The two-sticks gameplay of Brothers, with each stick controlling an individual brother (and each trigger for their actions), may seem a bit gimmicky at first, but it is used to amazing effect several times by the end of the game. The game often forces you to maneuver both brothers at once in different ways, a task that can be confusing due to usage of the right stick as a movement stick; this keeps the game challenging in a way that isn’t like the norm. My personal favorite example was a section where the two brothers tied a rope between them in order to climb to a tower. This section has you dropping one brother from a ledge, using momentum to swing him over to another handhold with the rope, grabbing on, and doing it for the other brother. It’s quite creative and fun to both watch and pull off and is probably the game’s best use case for the control scheme. The end sequence is also worth mentioning–it manages to turn the whole thing on its head in a very clever and meaningful way that needs to be seen and experienced firsthand.

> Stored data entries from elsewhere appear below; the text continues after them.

// src/sched/mod.rs

//! Scheduling: readiness, dispatch, completion and batch close-out.

pub mod internal;
pub mod permission;
pub mod scheduler;

pub use permission::PermissionGuard;
pub use scheduler::Scheduler;
// src/sched/internal.rs

//! In-process execution of the bookkeeping apps.
//!
//! Recombination, frame extraction and cleanup touch only local files, so
//! dispatching them to the grid would cost more than running them. The
//! scheduler executes them inline the moment they become ready.

use std::fs;
use std::io::Write as _;
use std::path::Path;

use tracing::{debug, info, warn};

use crate::errors::{GridError, Result};
use crate::graph::AppKind;
use crate::store::{PersistedFile, PersistedJob};

/// Run one internal job against its file rows.
pub fn run(job: &PersistedJob, files: &[PersistedFile]) -> Result<()> {
    info!(job = job.id, app = job.app.name(), "running internal job");
    match job.app {
        AppKind::RecombineSimulate | AppKind::RecombineAnalyze => recombine(files),
        AppKind::ExtractFrames => extract_frames(job, files),
        AppKind::CleanupFrames => cleanup(files),
        AppKind::Simulate | AppKind::Analyze => Err(GridError::InvalidAppId(format!(
            "{} is not an internal application",
            job.app.name()
        ))),
    }
}

/// Parse pre-rendered literal arguments back into name/value pairs.
pub fn parse_arguments(rendered: &str) -> Vec<(String, String)> {
    let mut args = Vec::new();
    let mut tokens = rendered.split_whitespace();
    while let Some(token) = tokens.next() {
        if let Some(name) = token.strip_prefix('-') {
            if let Some(value) = tokens.next() {
                args.push((name.to_string(), value.to_string()));
            }
        }
    }
    args
}

fn argument<'a>(args: &'a [(String, String)], name: &str) -> Option<&'a str> {
    args.iter()
        .find(|(n, _)| n == name)
        .map(|(_, v)| v.as_str())
}

/// Concatenate the `<param>_part` inputs of each logical output, in row
/// order, which preserves the snapshot ordering chosen at build time.
fn recombine(files: &[PersistedFile]) -> Result<()> {
    let outputs: Vec<&PersistedFile> = files
        .iter()
        .filter(|f| f.kind.is_output() && !f.param.ends_with("_part"))
        .collect();

    for output in outputs {
        let parts: Vec<&PersistedFile> = files
            .iter()
            .filter(|f| f.param == format!("{}_part", output.param))
            .collect();
        if parts.is_empty() {
            return Err(GridError::MissingInputFile(format!(
                "recombination of {} has no input parts",
                output.name
            )));
        }

        // Trajectory pieces each start with a copy of the header line;
        // only the first one's survives.
        let trajectory = output.alias.contains("traj");

        let mut out = fs::File::create(output.relative_path())?;
        for (i, part) in parts.iter().enumerate() {
            let path = part.relative_path();
            let text = fs::read_to_string(&path)
                .map_err(|_| GridError::MissingInputFile(path.clone()))?;
            let body = if trajectory && i > 0 {
                match text.split_once('\n') {
                    Some((_, rest)) => rest,
                    None => "",
                }
            } else {
                text.as_str()
            };
            out.write_all(body.as_bytes())?;
            if !body.is_empty() && !body.ends_with('\n') {
                out.write_all(b"\n")?;
            }
        }
        debug!(output = %output.name, "recombined output");
    }
    Ok(())
}

/// Copy the selected frames of a trajectory into a small staging file.
///
/// Trajectory layout: one header line, then each frame spans
/// `ceil(3 * atoms / 10)` coordinate lines plus one box line when the run
/// recorded a periodic box.
fn extract_frames(job: &PersistedJob, files: &[PersistedFile]) -> Result<()> {
    let args = parse_arguments(&job.arguments);
    let atoms: u64 = argument(&args, "atoms")
        .and_then(|v| v.parse().ok())
        .ok_or_else(|| {
            GridError::InvalidInputParameter(
                "frame extraction needs an atom count".to_string(),
            )
        })?;
    let has_box = argument(&args, "box")
        .map(|v| v != "0")
        .unwrap_or(false);
    // frames are one-indexed; a stray zero would underflow below
    let frames: Vec<u64> = argument(&args, "frames")
        .map(|v| {
            v.split(',')
                .filter_map(|s| s.trim().parse().ok())
                .filter(|&f| f >= 1)
                .collect()
        })
        .unwrap_or_default();
    if frames.is_empty() {
        return Err(GridError::InvalidInputParameter(
            "frame extraction with an empty frame list".to_string(),
        ));
    }

    let input = files
        .iter()
        .find(|f| f.param == "traj")
        .ok_or_else(|| GridError::MissingInputFile("trajectory to extract".to_string()))?;
    let output = files
        .iter()
        .find(|f| f.param == "out")
        .ok_or_else(|| GridError::MissingInputFile("extraction output".to_string()))?;

    let text = fs::read_to_string(input.relative_path())
        .map_err(|_| GridError::MissingInputFile(input.relative_path()))?;
    let lines: Vec<&str> = text.lines().collect();
    if lines.is_empty() {
        return Err(GridError::InvalidInputParameter(format!(
            "{} is empty",
            input.name
        )));
    }

    let per_frame = (3 * atoms).div_ceil(10) as usize + usize::from(has_box);

    let mut out = String::new();
    out.push_str(lines[0]);
    out.push('\n');
    for frame in &frames {
        let start = 1 + (*frame as usize - 1) * per_frame;
        let end = start + per_frame;
        if end > lines.len() {
            return Err(GridError::InvalidInputParameter(format!(
                "frame {frame} is past the end of {}",
                input.name
            )));
        }
        for line in &lines[start..end] {
            out.push_str(line);
            out.push('\n');
        }
    }
    fs::write(output.relative_path(), out)?;
    debug!(
        job = job.id,
        frames = frames.len(),
        output = %output.name,
        "extracted frames"
    );
    Ok(())
}

/// Remove staged frame files once their analysis is done.
fn cleanup(files: &[PersistedFile]) -> Result<()> {
    for file in files.iter().filter(|f| f.param == "target") {
        let path = file.relative_path();
        match fs::remove_file(&path) {
            Ok(()) => debug!(file = %path, "removed staged frames"),
            Err(e) if e.kind() == std::io::ErrorKind::NotFound => {
                warn!(file = %path, "staged frames already gone")
            }
            Err(e) => return Err(e.into()),
        }
    }
    Ok(())
}

/// Move a batch's temporary files into an archive directory. Files that
/// never materialised (invalidated producers) are skipped.
pub fn archive_temporaries(
    files: &[PersistedFile],
    archive_root: &Path,
    batch: i64,
) -> Result<usize> {
    let mut paths: Vec<String> = files
        .iter()
        .filter(|f| f.kind.is_temporary())
        .map(PersistedFile::relative_path)
        .collect();
    paths.sort();
    paths.dedup();
    if paths.is_empty() {
        return Ok(0);
    }

    let dest_dir = archive_root.join(format!("raw_data_{batch}"));
    fs::create_dir_all(&dest_dir)?;

    let mut moved = 0;
    for path in paths {
        let src = Path::new(&path);
        let Some(name) = src.file_name() else {
            continue;
        };
        match fs::rename(src, dest_dir.join(name)) {
            Ok(()) => moved += 1,
            Err(e) if e.kind() == std::io::ErrorKind::NotFound => {}
            Err(e) => return Err(e.into()),
        }
    }
    info!(batch, moved, dest = %dest_dir.display(), "archived temporary files");
    Ok(moved)
}
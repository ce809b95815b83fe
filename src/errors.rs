// src/errors.rs

//! Crate-wide error kinds and the `Result` alias.
//!
//! Expected "not found" conditions (a job id that matches no row, a file
//! token that resolves to nothing) are ordinary error kinds here, not
//! panics; panicking is reserved for genuinely unexpected faults.

use thiserror::Error;

use crate::store::JobId;

#[derive(Error, Debug)]
pub enum GridError {
    #[error("missing input file: {0}")]
    MissingInputFile(String),

    #[error("invalid input parameter: {0}")]
    InvalidInputParameter(String),

    #[error("database error: {0}")]
    Database(#[from] rusqlite::Error),

    #[error("invalid command-line argument: {0}")]
    InvalidCliArgument(String),

    /// The store returned more than one row for a job id. The id column is
    /// the primary key, so this means the store invariant itself is broken.
    #[error("job id {0} is not unique in the store")]
    MultipleRows(JobId),

    #[error("no such job: {0}")]
    NotAProcess(JobId),

    #[error("invalid application id: {0}")]
    InvalidAppId(String),

    #[error("unknown command: {0}")]
    UnknownCommand(String),

    #[error("compute backend error: {0}")]
    Backend(String),

    #[error("I/O error: {0}")]
    Io(#[from] std::io::Error),

    #[error("insufficient permission: {0}")]
    InsufficientPermission(String),

    /// The bounds of grid resources (compute units per work unit, staging
    /// limits) would be exceeded.
    #[error("exceeded resource limit: {0}")]
    ExceededResourceLimit(String),

    #[error("null reference: {0}")]
    NullReference(String),

    #[error("configuration error: {0}")]
    Config(String),

    #[error("TOML parsing error: {0}")]
    Toml(#[from] toml::de::Error),

    #[error(transparent)]
    Other(#[from] anyhow::Error),
}

pub type Result<T> = std::result::Result<T, GridError>;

While the two-sticks gameplay allows for some memorable moments, Brothers occasionally falters when a puzzle is introduced. A few of the puzzles didn’t really make much sense or weren’t explained particularly well when I first saw them, which forced me to poke around and get slightly frustrated before finally getting it. Also important to note is that the world can often feel like it was designed for the game taking place in it. The way forward is entirely, painstakingly linear and feels very constrained. Paths often seem much too convenient and trying to think about the logistics of a few particular segments may leave you scratching your head, simply due to their design. It’s something that most games suffer from, but it stuck out to me in Brothers more than most games, most likely due to the fact that it otherwise feels like such a real place.

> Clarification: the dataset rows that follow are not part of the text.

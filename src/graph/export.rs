// src/graph/export.rs

//! Structural checks and Graphviz rendering of a batch graph.

use std::collections::HashMap;

use petgraph::algo::toposort;
use petgraph::graph::DiGraph;
use petgraph::graphmap::DiGraphMap;

use crate::errors::{GridError, Result};
use crate::graph::LocalId;
use crate::graph::node::Batch;

/// Collect the dependency edges of `batch`: ordering prerequisites plus
/// producer links of input files.
fn edges(batch: &Batch) -> Vec<(LocalId, LocalId)> {
    let mut edges = Vec::new();
    for node in &batch.nodes {
        if let Some(prereq) = node.prereq {
            edges.push((prereq, node.local_id));
        }
        for idx in node.files() {
            if let Some(desc) = batch.registry.get(idx) {
                if !desc.kind.is_output() {
                    if let Some(parent) = desc.parent {
                        edges.push((parent, node.local_id));
                    }
                }
            }
        }
    }
    edges
}

/// Fail when the dependency edges contain a cycle or reference an unknown
/// node.
pub fn validate_acyclic(batch: &Batch) -> Result<()> {
    let mut graph: DiGraphMap<LocalId, ()> = DiGraphMap::new();
    for node in &batch.nodes {
        graph.add_node(node.local_id);
    }
    for (from, to) in edges(batch) {
        if batch.node(from).is_none() {
            return Err(GridError::NullReference(format!(
                "node {to} depends on unknown node {from}"
            )));
        }
        graph.add_edge(from, to, ());
    }
    toposort(&graph, None).map_err(|cycle| {
        GridError::InvalidInputParameter(format!(
            "job graph contains a dependency cycle through node {}",
            cycle.node_id()
        ))
    })?;
    Ok(())
}

/// Graphviz rendering of the batch, prerequisite and file edges alike.
pub fn render_dot(batch: &Batch) -> String {
    let mut graph: DiGraph<String, &str> = DiGraph::new();
    let mut indices = HashMap::new();
    for node in &batch.nodes {
        let label = format!("{} {}", node.local_id, node.app.name());
        indices.insert(node.local_id, graph.add_node(label));
    }
    for node in &batch.nodes {
        let Some(&to) = indices.get(&node.local_id) else {
            continue;
        };
        if let Some(&from) = node.prereq.and_then(|p| indices.get(&p)) {
            graph.add_edge(from, to, "order");
        }
        for idx in node.files() {
            if let Some(desc) = batch.registry.get(idx) {
                if !desc.kind.is_output() {
                    if let Some(&from) = desc.parent.and_then(|p| indices.get(&p)) {
                        graph.add_edge(from, to, "file");
                    }
                }
            }
        }
    }
    format!("{:?}", petgraph::dot::Dot::new(&graph))
}
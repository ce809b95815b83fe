// src/backend.rs

//! Seam between the scheduler and the distributed-compute system.
//!
//! The scheduler prepares a [`DispatchUnit`] per ready job and hands it to
//! a [`ComputeBackend`]; completion reports come back asynchronously via
//! the `complete` CLI verb. The default backend only records the handoff,
//! which keeps every state transition testable without a grid attached.

use chrono::Utc;
use tracing::info;

use crate::errors::Result;
use crate::graph::AppKind;
use crate::store::JobId;

/// One file staged to or fetched from a compute node.
#[derive(Debug, Clone, PartialEq)]
pub struct StagedFile {
    /// Name the application opens the file under.
    pub alias: String,
    /// Path on the submitting host.
    pub path: String,
}

/// Everything the compute system needs to run one job.
#[derive(Debug, Clone)]
pub struct DispatchUnit {
    pub job: JobId,
    /// Globally unique unit name, `<app>_<hex job id>_<timestamp>`.
    pub name: String,
    pub app: AppKind,
    /// Literal command-line arguments.
    pub arguments: String,
    pub inputs: Vec<StagedFile>,
    pub outputs: Vec<StagedFile>,
    /// Predicted work units, used for node selection and credit.
    pub estimate: f64,
}

/// Name a dispatch unit for `job`. Job ids are rendered in hex, matching
/// the unit names on the grid side.
pub fn unit_name(app: AppKind, job: JobId) -> String {
    format!(
        "{}_{:x}_{}",
        app.name(),
        job,
        Utc::now().format("%Y%m%dT%H%M%SZ")
    )
}

/// Dispatch seam the scheduler drives.
pub trait ComputeBackend {
    fn dispatch(&mut self, unit: &DispatchUnit) -> Result<()>;
}

/// Backend that logs each dispatch instead of submitting it.
#[derive(Debug, Default)]
pub struct SimulatedBackend;

impl ComputeBackend for SimulatedBackend {
    fn dispatch(&mut self, unit: &DispatchUnit) -> Result<()> {
        info!(
            job = unit.job,
            unit = %unit.name,
            app = unit.app.name(),
            inputs = unit.inputs.len(),
            outputs = unit.outputs.len(),
            estimate = unit.estimate,
            "dispatching work unit"
        );
        Ok(())
    }
}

I was quite surprised by Brothers: A Tale of Two Sons. It was one of those games that I knew existed before its release but didn’t actually know much about what it was Once I started to hear everyone talking about it, I knew I had to give it a shot. I wasn’t disappointed. Everything from the clever creativity of the control scheme to the intricately detailed design of the world (with only a knock on its linearity) is top-class and the story, particularly the way it is delivered, is something that will stick with me for a long time to come. It may have a few rough spots here and there, but the overall experience is one that I think everyone should see at least once. Few games manage to handle such a simple, yet powerful story with such a subtle touch.